Especially on phones, where yes we need mass market acceptability but where these kinds of fixedness really hamper people so much. The more constrained platforms are the ones where it's most important of all that we have adaptability & extensions, freedom to use our options well.

On the ALS (ambient light sensor ) front: anybody else out there with a ColorHug ALS (or two) they have barely used at all? Would be lovely to make use of this more, even a decade and change down the road!! https://blogs.gnome.org/hughsie/2015/03/17/introducing-color...

  • gwerbin 13 hours ago

    Reminds me of the libinput mouse acceleration situation. Even now that they support more configuration for mouse acceleration, a lot of desktop settings UIs abstract it all away to the point where the actual effect of a setting change is impossible to discern from the UI.

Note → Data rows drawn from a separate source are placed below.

#[cfg(test)]
mod tests {
    use super::*;
    use crate::ledger::VipPhase;
    use crate::store::{JsonFileLedgerStore, MemoryLedgerStore};

    const SECRET: &str = "whsec_test_secret";

    fn sign(payload: &str, timestamp: i64) -> String {
        let mut mac = HmacSha256::new_from_slice(SECRET.as_bytes()).unwrap();
        mac.update(format!("{timestamp}.{payload}").as_bytes());
        format!("t={timestamp},v1={}", hex::encode(mac.finalize().into_bytes()))
    }

    fn completed(session_id: &str, amount: i64, metadata: serde_json::Value) -> WebhookEvent {
        let payload = serde_json::json!({
            "id": format!("evt_{session_id}"),
            "type": "checkout.session.completed",
            "data": { "object": {
                "id": session_id,
                "amount_total": amount,
                "currency": "eur",
                "customer_details": { "email": "ana@example.com" },
                "payment_intent": format!("pi_{session_id}"),
                "metadata": metadata,
            }}
        });
        WebhookHandler::<MemoryLedgerStore>::parse_payload(&payload.to_string()).unwrap()
    }

    fn handler() -> (Arc<MemoryLedgerStore>, WebhookHandler<MemoryLedgerStore>) {
        let store = Arc::new(MemoryLedgerStore::new());
        (Arc::clone(&store), WebhookHandler::new(store))
    }

    #[test]
    fn test_signature_roundtrip() {
        let payload = r#"{"id":"evt_1"}"#;
        let now = Utc::now().timestamp();
        let header = sign(payload, now);

        assert!(verify_signature(payload, &header, SECRET, now, 300).is_ok());
        assert!(verify_signature(payload, &header, "whsec_other", now, 300).is_err());
        assert!(verify_signature("{}", &header, SECRET, now, 300).is_err());
        assert!(verify_signature(payload, &header, SECRET, now + 301, 300).is_err());
        assert!(verify_signature(payload, "v1=abc", SECRET, now, 300).is_err());
    }

    #[test]
    fn test_full_session_recorded_once() {
        let (store, handler) = handler();
        let now = Utc::now();
        let event = completed(
            "cs_full",
            5000,
            serde_json::json!({"actionType": "full_session", "mood": "calm", "voice": "Maria"}),
        );

        let outcome = handler.handle_at(event.clone(), now).unwrap();
        let WebhookOutcome::SessionRecorded(record) = outcome else {
            panic!("expected a session record, got {outcome:?}");
        };
        assert!(record.paid);
        assert_eq!(record.mood, Mood::Calm);
        assert_eq!(record.voice, Voice::Maria);
        assert_eq!(
            record.expires_at.timestamp_millis() - record.created.timestamp_millis(),
            1_200_000
        );

        // Re-delivery is a no-op
        let again = handler.handle_at(event, now).unwrap();
        assert!(matches!(again, WebhookOutcome::Duplicate { .. }));

        let ledger = store.snapshot().unwrap();
        assert_eq!(ledger.sessions.len(), 1);
        assert_eq!(ledger.daily_count(now.date_naive(), "ana@example.com"), 1);
    }

    #[test]
    fn test_vip_two_phase_merge() {
        let (store, handler) = handler();
        handler
            .handle(completed(
                "cs_vip_1",
                2000,
                serde_json::json!({"actionType": "vip_initial", "refId": "vip_abc"}),
            ))
            .unwrap();
        let outcome = handler
            .handle(completed(
                "cs_vip_2",
                3000,
                serde_json::json!({"actionType": "vip_donation", "refId": "vip_abc"}),
            ))
            .unwrap();

        let WebhookOutcome::VipCompleted(record) = outcome else {
            panic!("expected VIP completion, got {outcome:?}");
        };
        assert_eq!(record.paid_amount, 5000);
        assert_eq!(record.phase, VipPhase::Complete);
        assert!(record.complete);

        let ledger = store.snapshot().unwrap();
        assert_eq!(ledger.vip_sessions.len(), 1);
        assert_eq!(ledger.record_count(), 1);
    }

    #[test]
    fn test_vip_initial_without_ref_gets_generated_reference() {
        let (_, handler) = handler();
        let outcome = handler
            .handle(completed(
                "cs_vip",
                2000,
                serde_json::json!({"actionType": "vip_initial"}),
            ))
            .unwrap();
        let WebhookOutcome::VipOpened(record) = outcome else {
            panic!("expected VIP record, got {outcome:?}");
        };
        assert!(record.reference.starts_with("vip_"));
        assert_eq!(record.phase, VipPhase::InitialPaid);
    }

    #[test]
    fn test_vip_initial_with_reused_reference_is_kept_aside() {
        let (store, handler) = handler();
        for id in ["cs_first", "cs_second"] {
            handler
                .handle(completed(
                    id,
                    2000,
                    serde_json::json!({"actionType": "vip_initial", "refId": "shared"}),
                ))
                .unwrap();
        }

        let ledger = store.snapshot().unwrap();
        assert_eq!(ledger.vip_sessions.len(), 1);
        assert_eq!(ledger.vip_sessions[0].stripe_session_id, "cs_first");
        assert_eq!(ledger.other_payments.len(), 1);
        assert_eq!(ledger.other_payments[0].stripe_session_id, "cs_second");

        // The completion still lands on the original record
        let outcome = handler
            .handle(completed(
                "cs_done",
                3000,
                serde_json::json!({"actionType": "vip_donation", "refId": "shared"}),
            ))
            .unwrap();
        assert!(matches!(outcome, WebhookOutcome::VipCompleted(ref r) if r.paid_amount == 5000));
    }

    /// N completed checkouts produce N top-level records, minus one for
    /// each VIP pair merged into a single record.
    #[test]
    fn test_record_count_after_mixed_events() {
        let (store, handler) = handler();
        let events = [
            ("cs_1", 5000, serde_json::json!({"actionType": "full_session"})),
            ("cs_2", 2000, serde_json::json!({"actionType": "vip_initial", "refId": "vip_a"})),
            ("cs_3", 1500, serde_json::json!({"actionType": "donation"})),
            ("cs_4", 3000, serde_json::json!({"actionType": "vip_donation", "refId": "vip_a"})),
            ("cs_5", 700, serde_json::json!({"actionType": "tip"})),
            ("cs_6", 5000, serde_json::json!({"actionType": "full_session", "mood": "love"})),
        ];
        let total = events.len();
        for (id, amount, metadata) in events {
            handler.handle(completed(id, amount, metadata)).unwrap();
        }

        let ledger = store.snapshot().unwrap();
        assert_eq!(ledger.record_count(), total - 1);
        assert_eq!(ledger.sessions.len(), 2);
        assert_eq!(ledger.vip_sessions.len(), 1);
        assert_eq!(ledger.donations.len(), 1);
        assert_eq!(ledger.other_payments.len(), 1);
    }

    #[test]
    fn test_concurrent_deliveries_all_persisted() {
        const DELIVERIES: usize = 16;

        let dir = tempfile::tempdir().unwrap();
        let path = dir.path().join("db.json");
        let store = Arc::new(JsonFileLedgerStore::open(&path).unwrap());
        let handler = WebhookHandler::new(Arc::clone(&store));

        std::thread::scope(|scope| {
            for i in 0..DELIVERIES {
                let handler = &handler;
                scope.spawn(move || {
                    let event = completed(
                        &format!("cs_par_{i}"),
                        5000,
                        serde_json::json!({"actionType": "full_session"}),
                    );
                    handler.handle(event).unwrap();
                });
            }
        });

        assert_eq!(store.snapshot().unwrap().sessions.len(), DELIVERIES);

        let reopened = JsonFileLedgerStore::open(&path).unwrap();
        let ledger = reopened.snapshot().unwrap();
        assert_eq!(ledger.sessions.len(), DELIVERIES);
        assert_eq!(ledger.daily_count(Utc::now().date_naive(), "ana@example.com"), 16);
    }

    /// Two pending VIP records and a completion without `refId` cannot be
    /// attributed; neither record is completed and the payment is kept aside.
    #[test]
    fn test_ambiguous_vip_completion_is_not_merged() {
        let (store, handler) = handler();
        for id in ["cs_a", "cs_b"] {
            handler
                .handle(completed(id, 2000, serde_json::json!({"actionType": "vip_initial"})))
                .unwrap();
        }

        let outcome = handler
            .handle(completed(
                "cs_c",
                3000,
                serde_json::json!({"actionType": "vip_donation"}),
            ))
            .unwrap();
        assert!(matches!(outcome, WebhookOutcome::OtherRecorded(_)));

        let ledger = store.snapshot().unwrap();
        assert_eq!(ledger.pending_vip_count(), 2);
        assert_eq!(ledger.other_payments.len(), 1);
        assert_eq!(ledger.other_payments[0].action_type, "vip_donation");
    }

    #[test]
    fn test_unknown_action_is_other_payment() {
        let (store, handler) = handler();
        let outcome = handler
            .handle(completed("cs_tip", 700, serde_json::json!({"actionType": "tip"})))
            .unwrap();
        assert!(matches!(outcome, WebhookOutcome::OtherRecorded(ref r) if r.action_type == "tip"));

        handler
            .handle(completed("cs_none", 100, serde_json::json!({})))
            .unwrap();
        assert_eq!(store.snapshot().unwrap().other_payments.len(), 2);
    }

    #[test]
    fn test_donation_uses_customer_email() {
        let (store, handler) = handler();
        handler
            .handle(completed("cs_don", 1500, serde_json::json!({"actionType": "donation"})))
            .unwrap();
        let ledger = store.snapshot().unwrap();
        assert_eq!(ledger.donations[0].donor, "ana@example.com");
        assert_eq!(ledger.donations[0].amount, 1500);
    }

    #[test]
    fn test_other_event_types_ignored() {
        let (store, handler) = handler();
        let event = WebhookHandler::<MemoryLedgerStore>::parse_payload(
            r#"{"id":"evt_1","type":"invoice.paid","data":{"object":{}}}"#,
        )
        .unwrap();
        let outcome = handler.handle(event).unwrap();
        assert_eq!(
            outcome,
            WebhookOutcome::Ignored {
                event_type: "invoice.paid".into()
            }
        );
        assert_eq!(store.snapshot().unwrap().record_count(), 0);
    }

    #[test]
    fn test_parse_event_rejects_bad_signature() {
        let (_, handler) = handler();
        let payload = r#"{"id":"evt_1","type":"checkout.session.completed","data":{"object":{"id":"cs_1"}}}"#;
        let header = sign(payload, Utc::now().timestamp());

        assert!(handler.parse_event(payload, &header, SECRET).is_ok());
        assert!(matches!(
            handler.parse_event(payload, &header, "whsec_wrong"),
            Err(PaymentError::WebhookSignature(_))
        ));
    }
}
//! Member snapshot file
//!
//! One member per line: `member_id,name,borrowed_ids`, where `borrowed_ids`
//! is a `;`-joined list (empty when nothing is on loan).

use std::path::PathBuf;

use csv::StringRecord;

use crate::error::ShelfError;
use crate::models::Member;

use super::file_io::{read_records, write_records_atomic};

const ID_SEPARATOR: &str = ";";

/// Reads and rewrites the members file
#[derive(Debug, Clone)]
pub struct MemberFile {
    path: PathBuf,
}

impl MemberFile {
    pub fn new(path: PathBuf) -> Self {
        Self { path }
    }

    pub fn path(&self) -> &PathBuf {
        &self.path
    }

    /// Load all well-formed members in file order
    pub fn load(&self) -> Result<Vec<Member>, ShelfError> {
        let mut members = Vec::new();

        for (index, record) in read_records(&self.path)?.iter().enumerate() {
            match decode(record) {
                Some(member) => members.push(member),
                None => tracing::warn!(
                    file = %self.path.display(),
                    record = index + 1,
                    "skipping malformed member line"
                ),
            }
        }

        Ok(members)
    }

    /// Rewrite the file from the given members
    pub fn save(&self, members: &[Member]) -> Result<(), ShelfError> {
        write_records_atomic(&self.path, members.iter().map(encode))
    }
}

fn encode(member: &Member) -> Vec<String> {
    vec![
        member.id.clone(),
        member.name.clone(),
        member.borrowed_ids().join(ID_SEPARATOR),
    ]
}

fn decode(record: &StringRecord) -> Option<Member> {
    if record.len() < 2 {
        return None;
    }

    let borrowed = record
        .get(2)
        .filter(|ids| !ids.is_empty())
        .map(|ids| {
            ids.split(ID_SEPARATOR)
                .filter(|id| !id.is_empty())
                .collect::<Vec<_>>()
        })
        .unwrap_or_default();

    Some(Member::with_borrowed(&record[0], &record[1], borrowed))
}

    It's do-it-like-Apple disease. Apple gets away with it because they hire the best designers and do serious UX/HCI research. And even then the Apple experience is a blend of sublime wonderment and intense frustration.

    By contrast, the level of care for the user and open configurability and KDE makes it the best desktop environment on Linux.

  • tux3 13 hours ago

    There's usually a large gap between Android and Samsung. If you've tried Samsung, it's not necessarily going to be the same, even if they started from AOSP.